L’appellation d’origine protégée (AOP)
L’appellation d’origine protégée (AOP) est un sigle européen créé en 1992 pour protéger la dénomination d’un produit qui a été produit, transformé et élaboré dans une zone précise, avec un savoir-faire reconnu et vérifié. Les produits ainsi labellisés sont généralement liés au terroir. L’identification de l’AOP européen est assurée par un logo obligatoire et est régie par le règlement UE n°1151/2012. Il garantit également des conditions de concurrence égales entre les producteurs de produits portant ces mentions, et à informer le consommateur que les produits portant ce logo respectent toutes les conditions de production, de sécurité alimentaire et d’origine spécifiées dans cette appellation. Cette réglementation concerne certains produits agricoles et denrées alimentaires qui ont un lien avec leur lieu d’origine, tels que les vins et les fromages, comme par exemple le Comté en France.

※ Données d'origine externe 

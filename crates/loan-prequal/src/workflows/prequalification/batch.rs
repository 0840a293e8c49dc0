//! Offline evaluation of many submissions, fed from CSV or JSON exports.

use std::io::Read;
use std::path::Path;

use serde::{Deserialize, Serialize};

use super::domain::{Field, LoanApplicationRequest, LoanDecision};
use super::service::{ApplicationIdGenerator, Clock, PrequalificationError, PrequalificationService};

#[derive(Debug)]
pub enum BatchImportError {
    Io(std::io::Error),
    Csv(csv::Error),
    Json(serde_json::Error),
    InvalidNumber { row: usize, field: Field },
}

impl std::fmt::Display for BatchImportError {
    fn fmt(&self, f: &mut std::fmt::Formatter<'_>) -> std::fmt::Result {
        match self {
            BatchImportError::Io(err) => write!(f, "failed to read batch file: {}", err),
            BatchImportError::Csv(err) => write!(f, "invalid batch CSV data: {}", err),
            BatchImportError::Json(err) => write!(f, "invalid batch JSON data: {}", err),
            BatchImportError::InvalidNumber { row, field } => {
                write!(f, "row {row}: {field} is not a number")
            }
        }
    }
}

impl std::error::Error for BatchImportError {
    fn source(&self) -> Option<&(dyn std::error::Error + 'static)> {
        match self {
            BatchImportError::Io(err) => Some(err),
            BatchImportError::Csv(err) => Some(err),
            BatchImportError::Json(err) => Some(err),
            BatchImportError::InvalidNumber { .. } => None,
        }
    }
}

impl From<std::io::Error> for BatchImportError {
    fn from(err: std::io::Error) -> Self {
        Self::Io(err)
    }
}

impl From<csv::Error> for BatchImportError {
    fn from(err: csv::Error) -> Self {
        Self::Csv(err)
    }
}

impl From<serde_json::Error> for BatchImportError {
    fn from(err: serde_json::Error) -> Self {
        Self::Json(err)
    }
}

/// Supported batch encodings.
#[derive(Debug, Clone, Copy, PartialEq, Eq)]
pub enum BatchFormat {
    Csv,
    Json,
}

impl BatchFormat {
    /// Guesses from the file extension, defaulting to CSV.
    pub fn from_path(path: &Path) -> Self {
        match path.extension().and_then(|ext| ext.to_str()) {
            Some(ext) if ext.eq_ignore_ascii_case("json") => Self::Json,
            _ => Self::Csv,
        }
    }
}

#[derive(Debug, Deserialize)]
#[serde(rename_all = "camelCase")]
struct CsvRow {
    #[serde(default, deserialize_with = "empty_string_as_none")]
    full_name: Option<String>,
    #[serde(default, deserialize_with = "empty_string_as_none")]
    phone_number: Option<String>,
    #[serde(default, deserialize_with = "empty_string_as_none")]
    monthly_income: Option<String>,
    #[serde(default, deserialize_with = "empty_string_as_none")]
    loan_amount: Option<String>,
    #[serde(default, deserialize_with = "empty_string_as_none")]
    loan_purpose: Option<String>,
    #[serde(default, deserialize_with = "empty_string_as_none")]
    age: Option<String>,
    #[serde(default, deserialize_with = "empty_string_as_none")]
    email: Option<String>,
}

impl CsvRow {
    fn into_request(self, row: usize) -> Result<LoanApplicationRequest, BatchImportError> {
        let number = |raw: Option<String>, field: Field| -> Result<Option<f64>, BatchImportError> {
            raw.map(|value| {
                value
                    .trim()
                    .parse::<f64>()
                    .map_err(|_| BatchImportError::InvalidNumber { row, field })
            })
            .transpose()
        };

        Ok(LoanApplicationRequest {
            monthly_income: number(self.monthly_income, Field::MonthlyIncome)?,
            loan_amount: number(self.loan_amount, Field::LoanAmount)?,
            age: number(self.age, Field::Age)?,
            full_name: self.full_name,
            phone_number: self.phone_number,
            loan_purpose: self.loan_purpose,
            email: self.email,
        })
    }
}

fn empty_string_as_none<'de, D>(deserializer: D) -> Result<Option<String>, D::Error>
where
    D: serde::Deserializer<'de>,
{
    let opt = Option::<String>::deserialize(deserializer)?;
    Ok(opt.filter(|value| !value.trim().is_empty()))
}

/// Reads submissions from batch exports.
pub struct BatchImporter;

impl BatchImporter {
    pub fn from_path(
        path: impl AsRef<Path>,
        format: Option<BatchFormat>,
    ) -> Result<Vec<LoanApplicationRequest>, BatchImportError> {
        let path = path.as_ref();
        let file = std::fs::File::open(path)?;
        match format.unwrap_or_else(|| BatchFormat::from_path(path)) {
            BatchFormat::Csv => Self::from_csv_reader(file),
            BatchFormat::Json => Self::from_json_reader(file),
        }
    }

    /// CSV with camelCase headers matching the JSON keys. Rows are numbered from 1.
    pub fn from_csv_reader<R: Read>(
        reader: R,
    ) -> Result<Vec<LoanApplicationRequest>, BatchImportError> {
        let mut csv_reader = csv::ReaderBuilder::new()
            .trim(csv::Trim::All)
            .from_reader(reader);

        csv_reader
            .deserialize::<CsvRow>()
            .enumerate()
            .map(|(index, row)| row?.into_request(index + 1))
            .collect()
    }

    /// JSON array of submission objects.
    pub fn from_json_reader<R: Read>(
        reader: R,
    ) -> Result<Vec<LoanApplicationRequest>, BatchImportError> {
        Ok(serde_json::from_reader(reader)?)
    }
}

/// Per-row result of a batch run.
#[derive(Debug, Clone, PartialEq, Serialize)]
#[serde(tag = "status", rename_all = "snake_case")]
pub enum BatchOutcome {
    Decided(LoanDecision),
    Rejected { reason: String },
}

impl BatchOutcome {
    pub fn summary(&self) -> String {
        match self {
            BatchOutcome::Decided(decision) => format!(
                "{} {} ({})",
                if decision.eligible {
                    "eligible"
                } else {
                    "ineligible"
                },
                decision.application_id,
                decision.reason
            ),
            BatchOutcome::Rejected { reason } => format!("rejected: {reason}"),
        }
    }
}

pub fn evaluate_batch<G, C>(
    service: &PrequalificationService<G, C>,
    requests: &[LoanApplicationRequest],
) -> Vec<BatchOutcome>
where
    G: ApplicationIdGenerator + 'static,
    C: Clock + 'static,
{
    requests
        .iter()
        .map(|request| match service.submit(request) {
            Ok(decision) => BatchOutcome::Decided(decision),
            Err(PrequalificationError::Validation(error)) => BatchOutcome::Rejected {
                reason: error.to_string(),
            },
        })
        .collect()
}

L’indication géographique protégée (IGP)
Créée en 1992, l’IPG concerne des produits dont la qualité ou la réputation est liée au lieu où ils ont été produits, transformés ou élaborés. Une étape minimum doit avoir lieu dans une zone géographique précise. Ce label régi par le règlement UE n°1151/2012 s’applique initialement aux secteurs agricole et agroalimentaire et a été étendu aux vins depuis 2009. Le vinaigre balsamique Aceto Balsamico di Modena d’Italie est un des exemples bénéficiant de cette labellisation. La protection de ce produit concerne ses raisins, pouvant provenir uniquement de 7 vignes typiques, répertoriées dans le Règlement de Production, et dont la production est strictement codifiée.
La spécialité traditionnelle garantie (STG)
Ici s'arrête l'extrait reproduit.